Diedre McCloskey identifies the industrial revolution as the most radical, unexpected and influential change in the history of man. In "Bourgeois Dignity" she presents the argument that the proximate cause was a change in the respect accorded to science, engineering and business people and work.
Humans seek to be better off. The measure of well being is money available for allocation to acquire food, shelter and other goods. For two thousand years people lived on $1 to $3 per day. Since 1700 people have gone from living on $3 per day - barely enough to survive - to 15 times that amount and 100 times that amount if you take into account the quality of the products you can buy.
She postulates that the proximate reason is innovation. Here she identifies innovation as both the inventions and the promulgation of their use through business innovation as the productive arts that drive changes in economic outcome and thus growth. She notes that the economic impact is not, as might be expected due mostly to the invention, but the economic outcome is also substantially continued and delivered by organizational and business methods innovation long after the original macro invention.
She notes numerous examples of this. Most famously, in the cotton textile business, that of the base of the industrial revolution by legend, core macro inventions occurred between 1680 and 1760. During this period productivity in the industry grew a phenomenal 7.7% per year - doubling each decade. But then the industry continued to enhance productivity at the same rate by innovating in organization, supply management and finance for the next century.
Sustained innovation became enabled by the "Productive Arts" - reaching back to echo Aristotle's Nicomachean Ethics and J.S.Mills' Political Economy, and "Bourgeois Dignity," defined as virtues beyond prudence, engaged in by business people and as promulgated by first Dutch, then British, French and Americans valuing innovation and innovators and business people.
She points out that this made some innovators and business people
wealthy, but, perhaps more importantly, it changed the lives of the poor in all areas in which it occurred by an
even greater amount dramatically changing the lives of the mass of the poor.
She moves on to dispose of the growth arguments proposed by economic theory - Protestant uniqueness and ethics, capital accumulation, original sin or expropriation of the poor, African slaves or colonial natives, transport advances, geography or natural resource advantages, mercantilism and trade, better institutions - as either being too small in effect or not isolated to the period in question.
McCloskey claims the sustained innovation, dramatic change in societal wealth labeled the "Industrial Revolution" came from respect and dignity for those engaged in the productive arts first occurring in all of history in the later 1600s in Holland and then in England. Her arguments are persuasive, but not conclusive. Her linking together the occurrence, the importance, the magnitude, and the importance of innovation are all well said and a great contribution to the clarity of our thinking around these issues. Her arguments disposing of other theories are persuasive and as individual causation, conclusive. It is harder to dispose of a cumulative outcome produced by a meeting of many of the items she disposes of; however, her arguments around why then and there lead one to conclude that her bourgeois dignity is at the very least a contributing factor.

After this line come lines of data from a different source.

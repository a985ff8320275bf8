// SPDX-License-Identifier: BUSL-1.1
// Copyright (c) 2026 Alfred Jean LLC

use super::*;
use crate::cluster::ClusterConditionType;
use chrono::DateTime;
use proptest::prelude::*;

fn condition(op: &str, kind: ClusterConditionType, start: i64) -> ClusterCondition {
    ClusterCondition {
        cluster_ops: op.to_string(),
        cluster_condition_type: kind,
        start_time: DateTime::from_timestamp(start, 0),
        end_time: DateTime::from_timestamp(start + 60, 0),
    }
}

#[test]
fn append_returns_monotonic_indices() {
    let mut log = ConditionLog::new();
    let a = log.append(condition("install", ClusterConditionType::Succeeded, 0));
    let b = log.append(condition("upgrade", ClusterConditionType::Failed, 10));

    assert!(a < b);
    assert_eq!(a.get(), 0);
    assert_eq!(log.get(b).unwrap().cluster_ops, "upgrade");
    assert_eq!(log.len(), 2);
}

#[test]
fn record_deduplicates_repeated_outcomes() {
    let mut log = ConditionLog::new();
    let first = log.record(condition("install", ClusterConditionType::Succeeded, 0));
    let again = log.record(condition("install", ClusterConditionType::Succeeded, 0));

    assert!(first.is_appended());
    assert_eq!(again, ConditionOutcome::Duplicate(first.index()));
    assert_eq!(log.len(), 1);
}

#[test]
fn same_operation_different_start_is_a_new_entry() {
    let mut log = ConditionLog::new();
    log.record(condition("install", ClusterConditionType::Failed, 0));
    let outcome = log.record(condition("install", ClusterConditionType::Failed, 500));

    assert!(outcome.is_appended());
    assert_eq!(log.for_operation("install").count(), 2);
}

#[test]
fn serializes_as_plain_list() {
    let mut log = ConditionLog::new();
    log.append(condition("install", ClusterConditionType::Blocked, 0));
    let value = serde_json::to_value(&log).unwrap();

    assert!(value.is_array());
    assert_eq!(value[0]["clusterConditionType"], "Blocked");
    let back: ConditionLog = serde_json::from_value(value).unwrap();
    assert_eq!(back, log);
}

fn arb_kind() -> impl Strategy<Value = ClusterConditionType> {
    prop_oneof![
        Just(ClusterConditionType::Running),
        Just(ClusterConditionType::Succeeded),
        Just(ClusterConditionType::Failed),
        Just(ClusterConditionType::Blocked),
    ]
}

proptest! {
    #[test]
    fn recording_only_ever_extends_the_log(
        records in proptest::collection::vec(("[a-c]", arb_kind(), 0i64..4), 0..24)
    ) {
        let mut log = ConditionLog::new();
        for (op, kind, start) in records {
            let before = log.clone();
            let outcome = log.record(condition(&op, kind, start));
            prop_assert!(log.extends(&before));
            prop_assert!(log.len() <= before.len() + 1);
            prop_assert_eq!(outcome.is_appended(), log.len() == before.len() + 1);
            prop_assert!(log.get(outcome.index()).is_some());
        }
    }
}
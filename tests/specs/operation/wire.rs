// SPDX-License-Identifier: BUSL-1.1
// Copyright (c) 2026 Alfred Jean LLC

//! Wire format specs: status and condition strings are consumed by other
//! tools and must not change.

use crate::prelude::*;
use serde_json::json;

#[tokio::test]
async fn operation_status_uses_the_published_field_names() {
    let world = World::new();
    world.keep_jobs_running();
    world.create("install", ClusterOperationSpec::builder().build());
    world.reconcile("install").await;

    let value = serde_json::to_value(world.status("install")).unwrap();

    assert_eq!(value["status"], "Running");
    assert_eq!(value["jobRef"], json!({ "name": "install-1-0", "namespace": NAMESPACE }));
    assert_eq!(value["hasModified"], false);
    assert!(value["startTime"].is_string());
    assert_eq!(value["digest"].as_str().map(str::len), Some(64));
}

#[tokio::test]
async fn cluster_history_uses_the_published_field_names() {
    let world = World::new();
    world.artifacts.remove(ArtifactKind::Secret, NAMESPACE, "demo-ssh");
    world.create("install", ClusterOperationSpec::builder().build());
    world.settle("install").await;

    let cluster = world.store.cluster(NAMESPACE, "demo").unwrap();
    let value = serde_json::to_value(cluster.status).unwrap();

    assert_eq!(value["conditions"][0]["clusterOps"], "install");
    assert_eq!(value["conditions"][0]["clusterConditionType"], "Blocked");
}

#[test]
fn empty_status_string_reads_as_unstarted() {
    let status: ClusterOperationStatus =
        serde_json::from_value(json!({ "status": "", "attempts": 0 })).unwrap();
    assert_eq!(status.status, None);
}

Accurate Reality: Policies that work against the dignity and respect of the productive community will reduce the well being of society. Making people better off relies on innovation writ broadly. Creation of jobs is not, as is often quoted, the province of small business, but is the province of innovators that bring new ways of doing things to the world. A focus on doing that is what will remove drag from the American economy and make wage earners - and wage payers, unbegrudged - better off.